> Exercise prompt: The lines below starting at the line containing "or seat instance." and ending at the line containing "self.owner_user_id = None;" are to be repeated exactly, with both ends kept and nothing else added.
**** Available data
use crate::types::{HoldId, OrderId, PaymentMethod, PaymentStatus, PoolId, UnitId, UnitState, UserId};
use chrono::{DateTime, Utc};
use rust_decimal::Decimal;
use serde::{Deserialize, Serialize};
use sqlx::FromRow;
use std::collections::HashMap;

/// One ticket or seat instance.
#[derive(Debug, Clone, PartialEq, Serialize, Deserialize)]
pub struct Unit {
    pub id: UnitId,
    pub pool_id: PoolId,
    pub label: String,
    /// Position in a counting pool's sequence. `None` for seats.
    pub sequence: Option<i64>,
    pub state: UnitState,
    pub owner_user_id: Option<UserId>,
    pub order_id: Option<OrderId>,
    pub sold_at: Option<DateTime<Utc>>,
    pub validation_token: Option<String>,
    pub validated_at: Option<DateTime<Utc>>,
    pub validated_by_user_id: Option<UserId>,
    pub created_at: DateTime<Utc>,
}

impl Unit {
    /// Return to AVAILABLE, forgetting everything about the sale.
    pub fn revert(&mut self) {
        self.state = UnitState::Available;
        self.owner_user_id = None;
        self.order_id = None;
        self.sold_at = None;
        self.validation_token = None;
        self.validated_at = None;
        self.validated_by_user_id = None;
    }

    pub fn sell(&mut self, owner: UserId, now: DateTime<Utc>) {
        self.state = UnitState::Sold;
        self.owner_user_id = Some(owner);
        self.sold_at = Some(now);
    }
}

/// Time-bounded exclusive claim on a seat label.
#[derive(Debug, Clone, PartialEq, Eq, Serialize, Deserialize, FromRow)]
pub struct Hold {
    pub id: HoldId,
    pub pool_id: PoolId,
    pub label: String,
    pub holder_user_id: UserId,
    pub expires_at: DateTime<Utc>,
    pub created_at: DateTime<Utc>,
}

impl Hold {
    pub fn is_live(&self, now: DateTime<Utc>) -> bool {
        self.expires_at >= now
    }
}

/// Input to the atomic hold acquisition step. Labels are already deduplicated and validated.
#[derive(Debug, Clone)]
pub struct HoldRequest {
    pub pool_id: PoolId,
    pub labels: Vec<String>,
    pub holder_user_id: UserId,
    pub now: DateTime<Utc>,
    pub expires_at: DateTime<Utc>,
}

/// Input to the atomic seat sale step.
#[derive(Debug, Clone)]
pub struct SeatClaim {
    pub pool_id: PoolId,
    pub label: String,
    pub requester: UserId,
    pub now: DateTime<Utc>,
}

/// Input to the atomic next-in-sequence sale step.
#[derive(Debug, Clone)]
pub struct SequenceClaim {
    pub pool_id: PoolId,
    pub requester: UserId,
    pub now: DateTime<Utc>,
}

/// Outcome of one sweep over expired holds.
#[derive(Debug, Clone, Default, PartialEq, Eq)]
pub struct SweepReport {
    /// Hold rows deleted.
    pub released: u64,
    /// Units moved from HELD back to AVAILABLE.
    pub reverted_units: u64,
    pub by_pool: HashMap<PoolId, u64>,
}

impl SweepReport {
    pub fn record(&mut self, pool_id: PoolId) {
        self.released += 1;
        *self.by_pool.entry(pool_id).or_default() += 1;
    }
}

#[derive(Debug, Clone, PartialEq, Serialize, Deserialize)]
pub struct OrderItem {
    pub pool_id: PoolId,
    pub quantity: u32,
    pub unit_price: Decimal,
    pub subtotal: Decimal,
    pub unit_ids: Vec<UnitId>,
}

#[derive(Debug, Clone, PartialEq, Serialize, Deserialize)]
pub struct Order {
    pub id: OrderId,
    pub order_number: String,
    pub created_by: UserId,
    pub payment_method: PaymentMethod,
    pub payment_status: PaymentStatus,
    pub currency: String,
    pub total: Decimal,
    pub buyer_name: Option<String>,
    pub buyer_phone: Option<String>,
    pub buyer_email: Option<String>,
    pub notes: Option<String>,
    pub items: Vec<OrderItem>,
    pub paid_at: Option<DateTime<Utc>>,
    pub refunded_at: Option<DateTime<Utc>>,
    pub created_at: DateTime<Utc>,
}

impl Order {
    pub fn unit_ids(&self) -> impl Iterator<Item = UnitId> + '_ {
        self.items.iter().flat_map(|item| item.unit_ids.iter().copied())
    }
}

/// Everything needed to persist an order in one step. The store assigns `order_number`.
#[derive(Debug, Clone)]
pub struct OrderRecord {
    pub id: OrderId,
    pub created_by: UserId,
    pub payment_method: PaymentMethod,
    pub payment_status: PaymentStatus,
    pub currency: String,
    pub total: Decimal,
    pub buyer_name: Option<String>,
    pub buyer_phone: Option<String>,
    pub buyer_email: Option<String>,
    pub notes: Option<String>,
    pub items: Vec<OrderItem>,
    /// Validation token for every sold unit in the order.
    pub tokens: Vec<(UnitId, String)>,
    pub paid_at: Option<DateTime<Utc>>,
    pub created_at: DateTime<Utc>,
}

impl OrderRecord {
    pub fn into_order(self, order_number: String) -> Order {
        Order {
            id: self.id,
            order_number,
            created_by: self.created_by,
            payment_method: self.payment_method,
            payment_status: self.payment_status,
            currency: self.currency,
            total: self.total,
            buyer_name: self.buyer_name,
            buyer_phone: self.buyer_phone,
            buyer_email: self.buyer_email,
            notes: self.notes,
            items: self.items,
            paid_at: self.paid_at,
            refunded_at: None,
            created_at: self.created_at,
        }
    }
}

/// `ORD-{year}-{daily sequence}`.
pub fn format_order_number(now: DateTime<Utc>, sequence: u32) -> String {
    format!("ORD-{}-{:04}", now.format("%Y"), sequence)
}
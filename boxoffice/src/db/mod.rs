//! Allocation store: the single source of truth for pools, units, holds and orders.
//!
//! Every method on [`InventoryStore`] that changes allocation state is one atomic step. The
//! conflict checks those steps perform (already sold, held by someone else, sold out) happen
//! inside the same critical section as the write, keyed per `(pool, label)` for seats and per
//! pool for counting sequences. Callers never read-then-write across two calls.
//!
//! Two backends are provided:
//! - [`in_memory::InMemoryStore`] for tests and single-process deployments
//! - [`postgres::PgStore`] backed by PostgreSQL transactions and advisory locks

use async_trait::async_trait;
use chrono::{DateTime, Utc};

use crate::descriptor::{Committed, Pool, PoolUpdate};
use crate::errors::Result;
use crate::types::{EventId, OrderId, PoolId, UnitId, UserId};

pub mod errors;
pub mod in_memory;
pub mod models;
pub mod postgres;


use models::{Hold, HoldRequest, Order, OrderRecord, SeatClaim, SequenceClaim, SweepReport, Unit};

#[async_trait]
pub trait InventoryStore: Send + Sync + 'static {
    /// Persist a validated pool.
    async fn create_pool(&self, pool: &Pool) -> Result<Pool>;

    async fn get_pool(&self, pool_id: PoolId) -> Result<Option<Pool>>;

    async fn list_pools(&self, event_id: EventId) -> Result<Vec<Pool>>;

    /// Apply an update while no allocation in the pool can run, re-checking it against the
    /// units sold and holds live at `now`.
    ///
    /// # Errors
    /// - `PoolNotFound`
    /// - `CapacityBelowCommitted` / `LayoutDropsCommittedSeat`
    async fn update_pool(&self, pool_id: PoolId, update: &PoolUpdate, now: DateTime<Utc>) -> Result<Pool>;

    /// Units sold or used plus live holds at `now`.
    async fn committed(&self, pool_id: PoolId, now: DateTime<Utc>) -> Result<Committed>;

    /// Atomically grant or refresh holds on every requested label, or on none of them.
    ///
    /// Expired holds on the requested labels are cleared first. Available units for the labels
    /// move to HELD.
    ///
    /// # Errors
    /// - `PoolNotFound`, `InvalidMode`, `InvalidLabel`
    /// - `AlreadySold` listing every requested label that is sold or used
    /// - `AlreadyHeld` listing every requested label with a live hold owned by someone else
    async fn acquire_holds(&self, request: &HoldRequest) -> Result<Vec<Hold>>;

    /// Delete the requester's holds on `labels`, returning how many were deleted. HELD units for
    /// released labels revert to AVAILABLE.
    async fn release_holds(&self, pool_id: PoolId, labels: &[String], holder: UserId) -> Result<u64>;

    /// Delete every hold whose deadline is before `now`. Each hold is deleted only if it is still
    /// expired when the delete runs, so a refreshed hold survives a concurrent sweep.
    async fn sweep_expired(&self, now: DateTime<Utc>) -> Result<SweepReport>;

    async fn live_holds_for_pool(&self, pool_id: PoolId, now: DateTime<Utc>) -> Result<Vec<Hold>>;

    async fn live_holds_for_user(&self, user_id: UserId, now: DateTime<Utc>) -> Result<Vec<Hold>>;

    /// Sell one named seat. Creates the unit on first sale and consumes the requester's hold.
    ///
    /// # Errors
    /// - `PoolNotFound`, `InvalidMode`, `InvalidLabel`
    /// - `AlreadySold` if the seat is sold or used
    /// - `HeldByOther` if someone else holds a live hold on the seat
    async fn claim_seat(&self, claim: &SeatClaim) -> Result<Unit>;

    /// Sell the next unit of a counting pool: the lowest-numbered refunded unit if there is one,
    /// otherwise a newly minted `{prefix}{n}`.
    ///
    /// # Errors
    /// - `PoolNotFound`, `InvalidMode`
    /// - `SoldOut` once sold plus used units reach a finite capacity
    async fn claim_next(&self, claim: &SequenceClaim) -> Result<Unit>;

    /// Return units to AVAILABLE and clear owner, order and token. Returns how many rows changed;
    /// reverting an AVAILABLE unit is a no-op.
    async fn revert_units(&self, unit_ids: &[UnitId]) -> Result<u64>;

    async fn get_unit(&self, unit_id: UnitId) -> Result<Option<Unit>>;

    async fn list_units(&self, pool_id: PoolId) -> Result<Vec<Unit>>;

    /// Persist an order, assign its daily order number and attach every sold unit to it along
    /// with its validation token.
    async fn create_order(&self, record: OrderRecord) -> Result<Order>;

    async fn get_order(&self, order_id: OrderId) -> Result<Option<Order>>;

    /// PENDING -> PAID.
    ///
    /// # Errors
    /// - `OrderNotFound`, `AlreadyPaid`, `OrderRefunded`
    async fn mark_paid(&self, order_id: OrderId, now: DateTime<Utc>) -> Result<Order>;

    /// Mark the order REFUNDED and revert every unit attached to it, atomically.
    ///
    /// # Errors
    /// - `OrderNotFound`, `OrderRefunded`
    async fn refund_order(&self, order_id: OrderId, now: DateTime<Utc>) -> Result<Order>;

    /// SOLD -> USED for the unit carrying exactly `token`.
    ///
    /// # Errors
    /// - `UnitNotFound`, `TokenMismatch`, `AlreadyValidated`, `NotSold`
    async fn mark_validated(&self, unit_id: UnitId, token: &str, validator: UserId, now: DateTime<Utc>) -> Result<Unit>;
}
//! Unit Allocator: turns an allocation request into one permanently sold unit.
//!
//! SEAT pools sell the named seat through a single upsert keyed by `(pool, label)`. QUEUE and
//! GENERAL pools sell the next number in the pool's sequence through a single count-then-insert
//! step serialized on the pool. Both steps live in the store; this layer validates the request,
//! picks the branch and retries transient store failures.

use std::sync::Arc;

use tracing::instrument;

use crate::clock::Clock;
use crate::config::RetryConfig;
use crate::db::InventoryStore;
use crate::db::models::{SeatClaim, SequenceClaim, Unit};
use crate::descriptor::Pool;
use crate::errors::{Error, Result};
use crate::retry::with_retry;
use crate::types::{AllocationMode, PoolId, UserId, abbrev_uuid};

pub struct UnitAllocator<S> {
    store: Arc<S>,
    clock: Arc<dyn Clock>,
    retry: RetryConfig,
}

impl<S> Clone for UnitAllocator<S> {
    fn clone(&self) -> Self {
        Self {
            store: Arc::clone(&self.store),
            clock: Arc::clone(&self.clock),
            retry: self.retry,
        }
    }
}

impl<S: InventoryStore> UnitAllocator<S> {
    pub fn new(store: Arc<S>, clock: Arc<dyn Clock>, retry: RetryConfig) -> Self {
        Self { store, clock, retry }
    }

    pub fn store(&self) -> &Arc<S> {
        &self.store
    }

    pub fn clock(&self) -> &Arc<dyn Clock> {
        &self.clock
    }

    pub async fn pool(&self, pool_id: PoolId) -> Result<Pool> {
        self.store.get_pool(pool_id).await?.ok_or(Error::PoolNotFound { pool_id })
    }

    /// Sell one unit of `pool_id` to `requester`.
    ///
    /// SEAT pools require `label`; counting pools reject one.
    #[instrument(skip(self), fields(pool_id = %abbrev_uuid(&pool_id)), err)]
    pub async fn allocate(&self, pool_id: PoolId, requester: UserId, label: Option<&str>) -> Result<Unit> {
        let pool = self.pool(pool_id).await?;
        self.allocate_in(&pool, requester, label).await
    }

    /// [`Self::allocate`] against an already loaded pool. The store re-checks the pool inside
    /// the atomic step, so a stale copy can only cause a rejection, never a bad sale.
    pub(crate) async fn allocate_in(&self, pool: &Pool, requester: UserId, label: Option<&str>) -> Result<Unit> {
        let unit = match (pool.mode, label) {
            (AllocationMode::Seat, None) => return Err(Error::MissingLabel { pool_id: pool.id }),
            (AllocationMode::Seat, Some(label)) => {
                if !pool.is_label_valid(label) {
                    return Err(Error::InvalidLabel { label: label.to_string() });
                }
                with_retry(&self.retry, "claim_seat", || {
                    let claim = SeatClaim {
                        pool_id: pool.id,
                        label: label.to_string(),
                        requester,
                        now: self.clock.now(),
                    };
                    let store = Arc::clone(&self.store);
                    async move { store.claim_seat(&claim).await }
                })
                .await?
            }
            (AllocationMode::Queue | AllocationMode::General, Some(_)) => {
                return Err(Error::InvalidMode {
                    pool_id: pool.id,
                    mode: pool.mode,
                    operation: "choosing a label",
                });
            }
            (AllocationMode::Queue | AllocationMode::General, None) => {
                with_retry(&self.retry, "claim_next", || {
                    let claim = SequenceClaim {
                        pool_id: pool.id,
                        requester,
                        now: self.clock.now(),
                    };
                    let store = Arc::clone(&self.store);
                    async move { store.claim_next(&claim).await }
                })
                .await?
            }
        };

        tracing::debug!(unit_id = %unit.id, label = %unit.label, "Unit allocated");
        Ok(unit)
    }
}
impl SeatLayout {
    pub fn new(rows: Vec<SeatRow>) -> Self {
        Self(rows)
    }

    pub fn rows(&self) -> &[SeatRow] {
        &self.0
    }

    pub fn capacity(&self) -> u64 {
        self.0.iter().map(|r| u64::from(r.columns)).sum()
    }

    pub fn contains(&self, label: &str) -> bool {
        self.0.iter().any(|row| row.column_of(label).is_some())
    }

    /// Every seat label in layout order.
    pub fn labels(&self) -> impl Iterator<Item = String> + '_ {
        self.0
            .iter()
            .flat_map(|row| (1..=row.columns).map(move |column| format!("{}{}", row.row, column)))
    }

    pub fn validate(&self) -> Result<()> {
        if self.0.is_empty() {
            return Err(invalid("A seat layout needs at least one row"));
        }
        let mut seen = HashSet::with_capacity(self.0.len());
        for row in &self.0 {
            let len = row.row.chars().count();
            if len == 0 || len > MAX_ROW_LABEL_LEN || row.row.trim() != row.row {
                return Err(invalid(format!("Row label '{}' must be 1-{MAX_ROW_LABEL_LEN} characters", row.row)));
            }
            // A trailing digit would make "A1" + column 1 indistinguishable from "A" + column 11.
            if row.row.ends_with(|c: char| c.is_ascii_digit()) {
                return Err(invalid(format!("Row label '{}' must not end with a digit", row.row)));
            }
            if row.columns == 0 || row.columns > MAX_COLUMNS {
                return Err(invalid(format!("Row '{}' must have 1-{MAX_COLUMNS} columns", row.row)));
            }
            if !seen.insert(row.row.as_str()) {
                return Err(invalid(format!("Row label '{}' appears more than once", row.row)));
            }
        }
        Ok(())
    }
}

/// Declared size of a pool.
#[derive(Debug, Clone, Copy, PartialEq, Eq)]
pub enum Capacity {
    Unlimited,
    Finite(u64),
}

/// What is left to sell. Unlimited pools never run out.
#[derive(Debug, Clone, Copy, PartialEq, Eq, Serialize)]
#[serde(rename_all = "snake_case")]
pub enum Remaining {
    Unbounded,
    Finite(u64),
}

impl Remaining {
    pub fn is_exhausted(&self) -> bool {
        matches!(self, Remaining::Finite(0))
    }
}

/// Units a pool has promised away: sold or used units plus live holds.
#[derive(Debug, Clone, Default, PartialEq, Eq)]
pub struct Committed {
    pub sold: u64,
    pub held: u64,
    /// Seat labels that are sold, used or held. Empty for counting pools.
    pub labels: Vec<String>,
}

impl Committed {
    pub fn total(&self) -> u64 {
        self.sold + self.held
    }
}

/// Snapshot of a pool's stock. `total` and `available` are `None` for unlimited pools.
#[derive(Debug, Clone, PartialEq, Eq, Serialize)]
pub struct Availability {
    pub total: Option<u64>,
    pub sold: u64,
    pub held: u64,
    pub available: Option<u64>,
}

#[derive(Debug, Clone, Deserialize)]
pub struct NewPool {
    pub event_id: EventId,
    pub name: String,
    pub mode: AllocationMode,
    #[serde(default)]
    pub layout: Option<SeatLayout>,
    /// Capacity limit for counting pools; `None` or `0` means unlimited.
    #[serde(default)]
    pub quantity: Option<u32>,
    #[serde(default)]
    pub prefix: Option<String>,
    #[serde(default)]
    pub unit_price: Decimal,
}

/// Partial update. The allocation mode of a pool never changes.
#[derive(Debug, Clone, Default, Deserialize)]
pub struct PoolUpdate {
    pub name: Option<String>,
    pub unit_price: Option<Decimal>,
    pub layout: Option<SeatLayout>,
    /// `Some(0)` switches a counting pool to unlimited.
    pub quantity: Option<u32>,
    pub prefix: Option<String>,
}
********
> Task solution:
/// One ticket or seat instance.
#[derive(Debug, Clone, PartialEq, Serialize, Deserialize)]
pub struct Unit {
    pub id: UnitId,
    pub pool_id: PoolId,
    pub label: String,
    /// Position in a counting pool's sequence. `None` for seats.
    pub sequence: Option<i64>,
    pub state: UnitState,
    pub owner_user_id: Option<UserId>,
    pub order_id: Option<OrderId>,
    pub sold_at: Option<DateTime<Utc>>,
    pub validation_token: Option<String>,
    pub validated_at: Option<DateTime<Utc>>,
    pub validated_by_user_id: Option<UserId>,
    pub created_at: DateTime<Utc>,
}

impl Unit {
    /// Return to AVAILABLE, forgetting everything about the sale.
    pub fn revert(&mut self) {
        self.state = UnitState::Available;
        self.owner_user_id = None;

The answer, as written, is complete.